PROBLEM STATEMENT.
Print nothing but the lines below starting at the line that holds "still paused, waiting" and ending at the line that holds "also accepted while", including both, each exactly as written.

ENTRIES PROVIDED.
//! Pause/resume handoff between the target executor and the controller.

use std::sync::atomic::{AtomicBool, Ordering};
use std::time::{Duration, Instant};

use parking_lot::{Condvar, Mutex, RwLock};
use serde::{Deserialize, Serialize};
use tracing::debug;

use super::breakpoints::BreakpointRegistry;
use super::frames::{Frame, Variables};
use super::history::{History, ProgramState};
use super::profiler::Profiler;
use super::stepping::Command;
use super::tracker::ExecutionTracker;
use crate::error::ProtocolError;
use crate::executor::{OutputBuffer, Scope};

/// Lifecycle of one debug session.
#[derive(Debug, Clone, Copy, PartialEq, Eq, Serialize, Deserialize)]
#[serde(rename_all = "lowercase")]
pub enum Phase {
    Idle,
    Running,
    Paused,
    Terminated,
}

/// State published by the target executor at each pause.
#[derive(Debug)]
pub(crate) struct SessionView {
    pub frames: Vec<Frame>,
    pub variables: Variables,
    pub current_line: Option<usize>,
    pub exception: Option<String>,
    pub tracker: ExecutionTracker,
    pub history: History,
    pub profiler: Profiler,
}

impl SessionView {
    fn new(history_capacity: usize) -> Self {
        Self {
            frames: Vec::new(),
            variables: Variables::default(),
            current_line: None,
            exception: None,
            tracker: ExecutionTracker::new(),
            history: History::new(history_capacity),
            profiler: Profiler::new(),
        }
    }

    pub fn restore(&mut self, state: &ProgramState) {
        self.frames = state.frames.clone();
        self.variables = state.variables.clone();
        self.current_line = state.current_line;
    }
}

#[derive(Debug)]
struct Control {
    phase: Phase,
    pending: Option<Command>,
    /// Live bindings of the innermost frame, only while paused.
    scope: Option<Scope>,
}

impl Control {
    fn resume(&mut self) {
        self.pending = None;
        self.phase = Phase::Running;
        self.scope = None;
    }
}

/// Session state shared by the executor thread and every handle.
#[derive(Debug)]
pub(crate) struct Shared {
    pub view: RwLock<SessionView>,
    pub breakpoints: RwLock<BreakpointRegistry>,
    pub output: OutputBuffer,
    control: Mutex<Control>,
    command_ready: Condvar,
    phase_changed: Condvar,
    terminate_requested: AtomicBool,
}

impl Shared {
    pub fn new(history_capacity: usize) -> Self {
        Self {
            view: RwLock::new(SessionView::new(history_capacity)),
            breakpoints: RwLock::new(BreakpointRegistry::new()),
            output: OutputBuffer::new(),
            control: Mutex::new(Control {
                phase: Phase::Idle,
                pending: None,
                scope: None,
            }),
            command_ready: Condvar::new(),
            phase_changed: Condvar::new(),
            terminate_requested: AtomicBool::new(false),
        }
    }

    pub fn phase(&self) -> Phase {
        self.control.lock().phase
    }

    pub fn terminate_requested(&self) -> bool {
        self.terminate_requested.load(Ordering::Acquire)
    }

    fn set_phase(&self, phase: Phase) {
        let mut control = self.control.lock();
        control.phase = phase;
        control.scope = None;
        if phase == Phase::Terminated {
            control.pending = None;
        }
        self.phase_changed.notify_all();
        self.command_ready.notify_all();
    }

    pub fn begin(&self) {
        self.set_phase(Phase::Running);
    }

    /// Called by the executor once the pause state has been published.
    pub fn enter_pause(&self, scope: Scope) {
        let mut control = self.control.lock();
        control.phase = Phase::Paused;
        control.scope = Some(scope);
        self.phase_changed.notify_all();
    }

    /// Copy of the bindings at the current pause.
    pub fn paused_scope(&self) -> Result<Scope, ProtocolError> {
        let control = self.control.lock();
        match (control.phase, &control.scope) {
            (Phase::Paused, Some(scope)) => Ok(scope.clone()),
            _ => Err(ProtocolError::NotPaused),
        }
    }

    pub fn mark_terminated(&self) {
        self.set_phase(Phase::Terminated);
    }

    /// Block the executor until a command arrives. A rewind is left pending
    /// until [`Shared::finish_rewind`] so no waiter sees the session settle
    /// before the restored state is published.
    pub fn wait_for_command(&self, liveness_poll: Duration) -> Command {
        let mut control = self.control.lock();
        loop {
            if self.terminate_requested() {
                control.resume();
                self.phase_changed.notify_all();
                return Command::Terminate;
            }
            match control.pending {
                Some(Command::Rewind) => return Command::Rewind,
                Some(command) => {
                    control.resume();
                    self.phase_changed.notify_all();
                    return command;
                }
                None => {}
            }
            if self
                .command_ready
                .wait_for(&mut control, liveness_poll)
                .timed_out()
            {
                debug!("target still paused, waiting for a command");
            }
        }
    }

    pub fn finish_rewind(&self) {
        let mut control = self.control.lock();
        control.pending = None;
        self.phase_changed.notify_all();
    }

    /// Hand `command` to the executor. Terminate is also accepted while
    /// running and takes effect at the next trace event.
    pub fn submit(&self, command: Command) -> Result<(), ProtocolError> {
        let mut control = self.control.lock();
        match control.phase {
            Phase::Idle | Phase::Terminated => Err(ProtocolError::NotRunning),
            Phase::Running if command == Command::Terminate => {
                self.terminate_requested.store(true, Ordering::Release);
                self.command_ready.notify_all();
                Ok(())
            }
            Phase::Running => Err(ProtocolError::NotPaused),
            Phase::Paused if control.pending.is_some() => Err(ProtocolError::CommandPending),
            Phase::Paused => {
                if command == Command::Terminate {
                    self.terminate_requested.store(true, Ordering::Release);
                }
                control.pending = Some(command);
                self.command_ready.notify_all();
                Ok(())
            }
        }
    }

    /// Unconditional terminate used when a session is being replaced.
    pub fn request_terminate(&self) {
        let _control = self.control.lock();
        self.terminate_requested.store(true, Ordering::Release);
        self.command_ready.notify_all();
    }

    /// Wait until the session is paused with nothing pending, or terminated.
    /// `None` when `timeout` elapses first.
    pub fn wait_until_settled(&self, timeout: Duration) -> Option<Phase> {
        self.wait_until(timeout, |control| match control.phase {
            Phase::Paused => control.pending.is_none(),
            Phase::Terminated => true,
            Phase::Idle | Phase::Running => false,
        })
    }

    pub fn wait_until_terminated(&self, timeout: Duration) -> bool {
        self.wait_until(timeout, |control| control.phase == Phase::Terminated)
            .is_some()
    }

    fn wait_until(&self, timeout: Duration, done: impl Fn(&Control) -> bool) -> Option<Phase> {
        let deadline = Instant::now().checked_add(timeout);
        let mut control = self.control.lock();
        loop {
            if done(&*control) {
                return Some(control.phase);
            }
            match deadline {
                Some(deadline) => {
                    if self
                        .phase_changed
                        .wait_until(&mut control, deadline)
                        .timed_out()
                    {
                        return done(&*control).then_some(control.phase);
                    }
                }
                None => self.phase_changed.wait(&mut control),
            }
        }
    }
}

EXPECTED ANSWER.
                debug!("target still paused, waiting for a command");
            }
        }
    }

    pub fn finish_rewind(&self) {
        let mut control = self.control.lock();
        control.pending = None;
        self.phase_changed.notify_all();
    }

    /// Hand `command` to the executor. Terminate is also accepted while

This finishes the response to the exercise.